Transcribe the data that follows, exactly and in full.

Records for processing Block Start

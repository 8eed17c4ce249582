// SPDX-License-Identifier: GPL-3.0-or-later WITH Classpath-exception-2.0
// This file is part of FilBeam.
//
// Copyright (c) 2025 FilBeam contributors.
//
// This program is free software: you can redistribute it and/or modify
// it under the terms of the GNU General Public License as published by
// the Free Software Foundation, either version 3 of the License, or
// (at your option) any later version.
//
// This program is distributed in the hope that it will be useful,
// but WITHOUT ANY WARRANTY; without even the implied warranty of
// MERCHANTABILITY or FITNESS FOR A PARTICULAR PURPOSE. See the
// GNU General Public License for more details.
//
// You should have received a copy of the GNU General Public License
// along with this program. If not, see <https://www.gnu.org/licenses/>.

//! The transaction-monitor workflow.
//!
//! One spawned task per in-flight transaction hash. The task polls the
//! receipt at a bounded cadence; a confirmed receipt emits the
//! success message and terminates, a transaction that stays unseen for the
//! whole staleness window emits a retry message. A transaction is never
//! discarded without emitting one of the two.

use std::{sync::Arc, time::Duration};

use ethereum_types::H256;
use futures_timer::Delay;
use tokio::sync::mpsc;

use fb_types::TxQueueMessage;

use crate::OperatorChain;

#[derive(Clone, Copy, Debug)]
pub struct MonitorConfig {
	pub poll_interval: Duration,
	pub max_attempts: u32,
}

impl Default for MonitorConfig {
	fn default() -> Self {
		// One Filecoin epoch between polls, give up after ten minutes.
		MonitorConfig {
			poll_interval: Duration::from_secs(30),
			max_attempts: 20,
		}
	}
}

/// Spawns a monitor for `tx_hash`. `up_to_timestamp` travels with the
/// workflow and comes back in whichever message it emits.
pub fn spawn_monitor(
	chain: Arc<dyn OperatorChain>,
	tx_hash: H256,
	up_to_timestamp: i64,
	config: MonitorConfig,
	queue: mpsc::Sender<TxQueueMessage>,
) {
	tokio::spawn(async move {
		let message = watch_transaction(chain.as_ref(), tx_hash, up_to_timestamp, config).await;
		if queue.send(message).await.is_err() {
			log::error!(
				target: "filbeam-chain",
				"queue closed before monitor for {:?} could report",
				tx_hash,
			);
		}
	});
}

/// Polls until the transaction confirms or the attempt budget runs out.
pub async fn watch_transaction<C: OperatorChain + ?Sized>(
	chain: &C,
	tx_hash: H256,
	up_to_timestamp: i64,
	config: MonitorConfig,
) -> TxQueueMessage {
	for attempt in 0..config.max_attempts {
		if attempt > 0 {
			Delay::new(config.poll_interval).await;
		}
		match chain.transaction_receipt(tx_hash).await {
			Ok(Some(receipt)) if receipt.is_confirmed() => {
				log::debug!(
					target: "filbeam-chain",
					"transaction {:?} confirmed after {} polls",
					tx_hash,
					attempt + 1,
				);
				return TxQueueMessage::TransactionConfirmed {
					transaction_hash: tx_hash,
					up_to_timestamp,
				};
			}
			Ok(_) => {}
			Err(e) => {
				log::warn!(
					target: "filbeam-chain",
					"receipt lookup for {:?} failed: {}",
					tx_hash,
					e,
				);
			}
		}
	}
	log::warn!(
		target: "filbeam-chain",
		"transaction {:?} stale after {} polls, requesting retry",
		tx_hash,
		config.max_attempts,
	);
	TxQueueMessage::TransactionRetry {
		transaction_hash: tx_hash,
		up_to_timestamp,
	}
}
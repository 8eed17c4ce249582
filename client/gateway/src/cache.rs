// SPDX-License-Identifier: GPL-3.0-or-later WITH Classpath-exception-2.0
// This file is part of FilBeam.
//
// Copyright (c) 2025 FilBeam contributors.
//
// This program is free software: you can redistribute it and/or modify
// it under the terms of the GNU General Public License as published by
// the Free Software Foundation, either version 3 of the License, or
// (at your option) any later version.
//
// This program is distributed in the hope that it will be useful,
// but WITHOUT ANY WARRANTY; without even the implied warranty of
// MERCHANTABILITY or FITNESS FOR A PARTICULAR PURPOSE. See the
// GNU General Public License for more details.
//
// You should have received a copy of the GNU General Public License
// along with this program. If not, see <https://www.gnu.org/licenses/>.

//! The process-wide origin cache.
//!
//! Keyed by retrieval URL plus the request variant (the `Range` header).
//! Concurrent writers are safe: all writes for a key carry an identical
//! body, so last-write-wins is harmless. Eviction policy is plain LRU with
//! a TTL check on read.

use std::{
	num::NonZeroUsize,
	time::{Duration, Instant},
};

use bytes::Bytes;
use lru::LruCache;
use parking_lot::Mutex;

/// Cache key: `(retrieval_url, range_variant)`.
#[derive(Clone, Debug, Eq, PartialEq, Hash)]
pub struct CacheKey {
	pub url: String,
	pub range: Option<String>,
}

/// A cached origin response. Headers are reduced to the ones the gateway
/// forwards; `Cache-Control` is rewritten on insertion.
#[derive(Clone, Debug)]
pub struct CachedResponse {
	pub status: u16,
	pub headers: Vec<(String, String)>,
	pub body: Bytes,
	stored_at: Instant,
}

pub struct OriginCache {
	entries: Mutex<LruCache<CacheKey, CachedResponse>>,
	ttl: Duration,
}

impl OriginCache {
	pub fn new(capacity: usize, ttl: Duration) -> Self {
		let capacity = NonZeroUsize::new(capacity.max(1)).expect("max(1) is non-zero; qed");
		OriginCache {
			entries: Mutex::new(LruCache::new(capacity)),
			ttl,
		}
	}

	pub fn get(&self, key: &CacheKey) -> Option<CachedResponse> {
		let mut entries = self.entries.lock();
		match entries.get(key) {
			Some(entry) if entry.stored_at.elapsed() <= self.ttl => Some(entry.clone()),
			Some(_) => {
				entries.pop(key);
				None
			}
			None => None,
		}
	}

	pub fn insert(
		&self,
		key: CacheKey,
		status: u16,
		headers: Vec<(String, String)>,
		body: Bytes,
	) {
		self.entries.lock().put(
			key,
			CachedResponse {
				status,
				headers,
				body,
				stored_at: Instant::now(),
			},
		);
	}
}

Records for processing Block End

- [Answer for the task]
repository 8eed17c4ce249582
// SPDX-License-Identifier: GPL-3.0-or-later WITH Classpath-exception-2.0
// This file is part of FilBeam.
//
// Copyright (c) 2025 FilBeam contributors.
//
// This program is free software: you can redistribute it and/or modify
// it under the terms of the GNU General Public License as published by
// the Free Software Foundation, either version 3 of the License, or
// (at your option) any later version.
//
// This program is distributed in the hope that it will be useful,
// but WITHOUT ANY WARRANTY; without even the implied warranty of
// MERCHANTABILITY or FITNESS FOR A PARTICULAR PURPOSE. See the
// GNU General Public License for more details.
//
// You should have received a copy of the GNU General Public License
// along with this program. If not, see <https://www.gnu.org/licenses/>.

//! The transaction-monitor workflow.
//!
//! One spawned task per in-flight transaction hash. The task polls the
//! receipt at a bounded cadence; a confirmed receipt emits the
//! success message and terminates, a transaction that stays unseen for the
//! whole staleness window emits a retry message. A transaction is never
//! discarded without emitting one of the two.

use std::{sync::Arc, time::Duration};

use ethereum_types::H256;
use futures_timer::Delay;
use tokio::sync::mpsc;

use fb_types::TxQueueMessage;

use crate::OperatorChain;

#[derive(Clone, Copy, Debug)]
pub struct MonitorConfig {
	pub poll_interval: Duration,
	pub max_attempts: u32,
}

impl Default for MonitorConfig {
	fn default() -> Self {
		// One Filecoin epoch between polls, give up after ten minutes.
		MonitorConfig {
			poll_interval: Duration::from_secs(30),
			max_attempts: 20,
		}
	}
}

/// Spawns a monitor for `tx_hash`. `up_to_timestamp` travels with the
/// workflow and comes back in whichever message it emits.
pub fn spawn_monitor(
	chain: Arc<dyn OperatorChain>,
	tx_hash: H256,
	up_to_timestamp: i64,
	config: MonitorConfig,
	queue: mpsc::Sender<TxQueueMessage>,
) {
	tokio::spawn(async move {
		let message = watch_transaction(chain.as_ref(), tx_hash, up_to_timestamp, config).await;
		if queue.send(message).await.is_err() {
			log::error!(
				target: "filbeam-chain",
				"queue closed before monitor for {:?} could report",
				tx_hash,
			);
		}
	});
}

/// Polls until the transaction confirms or the attempt budget runs out.
pub async fn watch_transaction<C: OperatorChain + ?Sized>(
	chain: &C,
	tx_hash: H256,
	up_to_timestamp: i64,
	config: MonitorConfig,
) -> TxQueueMessage {
	for attempt in 0..config.max_attempts {
		if attempt > 0 {
			Delay::new(config.poll_interval).await;
		}
		match chain.transaction_receipt(tx_hash).await {
			Ok(Some(receipt)) if receipt.is_confirmed() => {
				log::debug!(
					target: "filbeam-chain",
					"transaction {:?} confirmed after {} polls",
					tx_hash,
					attempt + 1,
				);
				return TxQueueMessage::TransactionConfirmed {
					transaction_hash: tx_hash,
					up_to_timestamp,
				};
			}
			Ok(_) => {}
			Err(e) => {
				log::warn!(
					target: "filbeam-chain",
					"receipt lookup for {:?} failed: {}",
					tx_hash,
					e,
				);
			}
		}
	}
	log::warn!(
		target: "filbeam-chain",
		"transaction {:?} stale after {} polls, requesting retry",
		tx_hash,
		config.max_attempts,
	);
	TxQueueMessage::TransactionRetry {
		transaction_hash: tx_hash,
		up_to_timestamp,
	}
}
repository 8eed17c4ce249582
filename client/gateway/src/cache.rs
// SPDX-License-Identifier: GPL-3.0-or-later WITH Classpath-exception-2.0
// This file is part of FilBeam.
//
// Copyright (c) 2025 FilBeam contributors.
//
// This program is free software: you can redistribute it and/or modify
// it under the terms of the GNU General Public License as published by
// the Free Software Foundation, either version 3 of the License, or
// (at your option) any later version.
//
// This program is distributed in the hope that it will be useful,
// but WITHOUT ANY WARRANTY; without even the implied warranty of
// MERCHANTABILITY or FITNESS FOR A PARTICULAR PURPOSE. See the
// GNU General Public License for more details.
//
// You should have received a copy of the GNU General Public License
// along with this program. If not, see <https://www.gnu.org/licenses/>.

//! The process-wide origin cache.
//!
//! Keyed by retrieval URL plus the request variant (the `Range` header).
//! Concurrent writers are safe: all writes for a key carry an identical
//! body, so last-write-wins is harmless. Eviction policy is plain LRU with
//! a TTL check on read.

use std::{
	num::NonZeroUsize,
	time::{Duration, Instant},
};

use bytes::Bytes;
use lru::LruCache;
use parking_lot::Mutex;

/// Cache key: `(retrieval_url, range_variant)`.
#[derive(Clone, Debug, Eq, PartialEq, Hash)]
pub struct CacheKey {
	pub url: String,
	pub range: Option<String>,
}

/// A cached origin response. Headers are reduced to the ones the gateway
/// forwards; `Cache-Control` is rewritten on insertion.
#[derive(Clone, Debug)]
pub struct CachedResponse {
	pub status: u16,
	pub headers: Vec<(String, String)>,
	pub body: Bytes,
	stored_at: Instant,
}

pub struct OriginCache {
	entries: Mutex<LruCache<CacheKey, CachedResponse>>,
	ttl: Duration,
}

impl OriginCache {
	pub fn new(capacity: usize, ttl: Duration) -> Self {
		let capacity = NonZeroUsize::new(capacity.max(1)).expect("max(1) is non-zero; qed");
		OriginCache {
			entries: Mutex::new(LruCache::new(capacity)),
			ttl,
		}
	}

	pub fn get(&self, key: &CacheKey) -> Option<CachedResponse> {
		let mut entries = self.entries.lock();
		match entries.get(key) {
			Some(entry) if entry.stored_at.elapsed() <= self.ttl => Some(entry.clone()),
			Some(_) => {
				entries.pop(key);
				None
			}
			None => None,
		}
	}

	pub fn insert(
		&self,
		key: CacheKey,
		status: u16,
		headers: Vec<(String, String)>,
		body: Bytes,
	) {
		self.entries.lock().put(
			key,
			CachedResponse {
				status,
				headers,
				body,
				stored_at: Instant::now(),
			},
		);
	}
}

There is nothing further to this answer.